A large number of these fraudsters are borrowers that tend to manipulate their investment in order to seek loans, what they fail to recognise is the power of probability distribution.

One may wonder — what does probability have to do with manipulating transactions, it’s just about adding random numbers as transactions isn’t it?

Frank Benford, a general electric physicist, may argue otherwise. As he, having observed close 20,000 numerical sets of data, generalized statistically the randomness of numbers. The statistical observation is popularly known as the law of first digits or Benford’s law.

The observation Benford made is — “In numerical datasets that obey the law, the number 1 appears as the leading significant digit about 30 % of the time, while 9 appears as the leading significant digit less than 5 % of the time. If the digits were distributed uniformly, they would each occur about 11.1 % of the time. Benford’s law also makes predictions about the distribution of second digits, third digits, digit combinations, and so on.”

What the above graph signifies is that in a large, random set of numbers, the numbers leading with 1 e.g. 1, 12, 1434,195325 occur roughly 30% of the time. Similarly, numbers leading with 2 e.g. 27, 2048, 291 etc occur roughly 17% of the time and numbers leading with 9 e.g. 95, 911, 93942 etc. occur slightly less than 5% of the time.

There you have it, a simple statistical tool to flag anomalies and discrepancies in any numerical data. The same can be applied to any kind of numerical dataset, may it be electricity bills, street addresses, stock prices, house prices, population numbers, mortality rates, lengths of rivers and so on.

It’s funny how randomness isn’t random. Quite paradoxical, isn’t it?

Not convinced? We were somewhat in a pickle ourselves. So we set off to test out the law ourselves by taking two bank statements: a genuine and a manipulated one.

In the above two graphs, the Red Bars represent Benford’s ideal Distribution. The Blue Bars represent the percentage distribution of the leading number while taking into account all amount values in the respective Bank Statement.

You may observe that the one on the right does not follow the distribution according to Benford’s law whereas the one on the left is pretty compliant with the same.
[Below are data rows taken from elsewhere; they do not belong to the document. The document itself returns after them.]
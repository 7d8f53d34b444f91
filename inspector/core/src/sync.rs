//! Compares what each control-plane replica has sent to a proxy with what the
//! proxy has acknowledged.

use crate::DecodeError;
use bytes::Bytes;
use serde::{Deserialize, Serialize};
use std::{collections::BTreeMap, fmt};

/// A replica's record of a connected proxy, as served by its sync debug endpoint.
#[derive(Clone, Debug, Default, Deserialize, PartialEq)]
#[serde(default)]
pub struct SyncStatus {
    pub cluster_id: String,
    pub proxy: String,
    pub istio_version: String,
    pub cluster_sent: String,
    pub cluster_acked: String,
    pub listener_sent: String,
    pub listener_acked: String,
    pub route_sent: String,
    pub route_acked: String,
    pub endpoint_sent: String,
    pub endpoint_acked: String,
}

#[derive(Copy, Clone, Debug, PartialEq, Eq, Serialize, Deserialize)]
pub enum SyncState {
    #[serde(rename = "SYNCED")]
    Synced,
    #[serde(rename = "STALE")]
    Stale,
    #[serde(rename = "NOT SENT")]
    NotSent,
}

#[derive(Clone, Debug, PartialEq, Eq, Serialize, Deserialize)]
#[serde(rename_all = "camelCase")]
pub struct SyncEntry {
    pub replica: String,
    pub proxy: String,
    pub istio_version: String,
    pub cluster: SyncState,
    pub listener: SyncState,
    pub route: SyncState,
    pub endpoint: SyncState,
}

/// Reports, for every replica that knows of `proxy_id`, the state of each
/// resource type. Replicas are reported in name order.
pub fn project(
    replicas: &BTreeMap<String, Bytes>,
    proxy_id: &str,
) -> Result<Vec<SyncEntry>, DecodeError> {
    let mut entries = Vec::new();
    for (replica, body) in replicas {
        let statuses: Vec<SyncStatus> =
            serde_json::from_slice(body).map_err(DecodeError::envelope)?;
        entries.extend(
            statuses
                .iter()
                .filter(|s| s.proxy == proxy_id)
                .map(|s| SyncEntry::new(replica, s)),
        );
    }
    Ok(entries)
}

// === impl SyncEntry ===

impl SyncEntry {
    fn new(replica: &str, status: &SyncStatus) -> Self {
        Self {
            replica: replica.to_string(),
            proxy: status.proxy.clone(),
            istio_version: status.istio_version.clone(),
            cluster: SyncState::compare(&status.cluster_sent, &status.cluster_acked),
            listener: SyncState::compare(&status.listener_sent, &status.listener_acked),
            route: SyncState::compare(&status.route_sent, &status.route_acked),
            endpoint: SyncState::compare(&status.endpoint_sent, &status.endpoint_acked),
        }
    }
}

// === impl SyncState ===

impl SyncState {
    pub fn compare(sent: &str, acked: &str) -> Self {
        if sent.is_empty() {
            Self::NotSent
        } else if sent == acked {
            Self::Synced
        } else {
            Self::Stale
        }
    }
}

impl fmt::Display for SyncState {
    fn fmt(&self, f: &mut fmt::Formatter<'_>) -> fmt::Result {
        match self {
            Self::Synced => "SYNCED".fmt(f),
            Self::Stale => "STALE".fmt(f),
            Self::NotSent => "NOT SENT".fmt(f),
        }
    }
}
use crate::DecodeError;
use serde::{de, de::DeserializeOwned, Deserialize, Deserializer};
use serde_json::{Map, Value};
use std::sync::Arc;

/// Canonical type identifiers for every typed payload the decoder understands.
///
/// Producers may stamp entries with older or alternate identifiers for the
/// same shape; [`TypedAny::retag`] forces the canonical identifier before
/// decoding, so an identifier change only needs to be made here.
pub mod type_url {
    pub const CLUSTERS_CONFIG_DUMP: &str = "type.googleapis.com/envoy.admin.v3.ClustersConfigDump";
    pub const LISTENERS_CONFIG_DUMP: &str =
        "type.googleapis.com/envoy.admin.v3.ListenersConfigDump";
    pub const ROUTES_CONFIG_DUMP: &str = "type.googleapis.com/envoy.admin.v3.RoutesConfigDump";

    pub const CLUSTER: &str = "type.googleapis.com/envoy.config.cluster.v3.Cluster";
    pub const LISTENER: &str = "type.googleapis.com/envoy.config.listener.v3.Listener";
    pub const ROUTE_CONFIGURATION: &str =
        "type.googleapis.com/envoy.config.route.v3.RouteConfiguration";

    pub const HTTP_CONNECTION_MANAGER: &str = "type.googleapis.com/envoy.extensions.filters.network.http_connection_manager.v3.HttpConnectionManager";
    pub const TCP_PROXY: &str =
        "type.googleapis.com/envoy.extensions.filters.network.tcp_proxy.v3.TcpProxy";
}

/// A structure that may be carried inside a [`TypedAny`].
pub trait Typed: DeserializeOwned {
    const TYPE_URL: &'static str;
}

/// A polymorphic payload identified only by its `@type` tag.
///
/// The remaining fields are held undecoded until a caller asks for a concrete
/// shape.
#[derive(Clone, Debug, Default, PartialEq)]
pub struct TypedAny {
    type_url: String,
    fields: Map<String, Value>,
}

// === impl TypedAny ===

impl TypedAny {
    pub fn new(type_url: impl Into<String>, fields: Map<String, Value>) -> Self {
        Self {
            type_url: type_url.into(),
            fields,
        }
    }

    #[inline]
    pub fn type_url(&self) -> &str {
        &self.type_url
    }

    #[inline]
    pub fn is<T: Typed>(&self) -> bool {
        self.type_url == T::TYPE_URL
    }

    /// Returns the raw value of a top-level field.
    pub fn field(&self, name: &str) -> Option<&Value> {
        self.fields.get(name)
    }

    /// Decodes the payload, requiring its tag to match `T` exactly.
    pub fn unpack<T: Typed>(self) -> Result<T, DecodeError> {
        if !self.is::<T>() {
            return Err(DecodeError::TypeMismatch {
                expected: T::TYPE_URL,
                found: self.type_url,
            });
        }
        serde_json::from_value(Value::Object(self.fields)).map_err(|error| DecodeError::Entry {
            type_url: T::TYPE_URL,
            source: Arc::new(error),
        })
    }

    /// Stamps the payload with `T`'s canonical tag and decodes it.
    pub fn retag<T: Typed>(&self) -> Result<T, DecodeError> {
        Self {
            type_url: T::TYPE_URL.to_string(),
            fields: self.fields.clone(),
        }
        .unpack()
    }
}

impl<'de> Deserialize<'de> for TypedAny {
    fn deserialize<D: Deserializer<'de>>(deserializer: D) -> Result<Self, D::Error> {
        let mut fields = Map::deserialize(deserializer)?;
        let type_url = match fields.remove("@type") {
            Some(Value::String(type_url)) => type_url,
            Some(_) => return Err(de::Error::custom("`@type` must be a string")),
            None => String::new(),
        };
        Ok(Self { type_url, fields })
    }
}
While Graphs are good for a visual representation, we would require to quantify the similarity between the patterns.

It is safe to assume that any deviations from Benford’s law in the data set would imply manipulation of numericals. To which we performed statistical tests via the Kalmogorov-Smirnov test (KS test) and their corresponding p-values. In the table below, we can see that the similarity between the Benford Distribution and Genuine Bank Statement distribution (as indicated by p-value) is 90%. The same for Fraudulent Bank Statement is 38%.

**Note:** The Kolmogorov–Smirnov test can be modified to serve as a goodness of fit test. This test compares the underlying continuous distributions F(x) and G(x) of two independent samples. The p-value, or probability value, tells you how likely it is that your data could have occurred under the null hypothesis.

The same can be applied to a multitude of financial documents from budget reports to grocery bills, comforting financial organisations that a fraudster manipulating numeric data, no matter how random — will not escape Benford’s law.

One caveat to using Benford’s law is that the numbers have to be fairly large for the sample set to give accurate results.

Looking forward to test out more fraud detection methods in the future!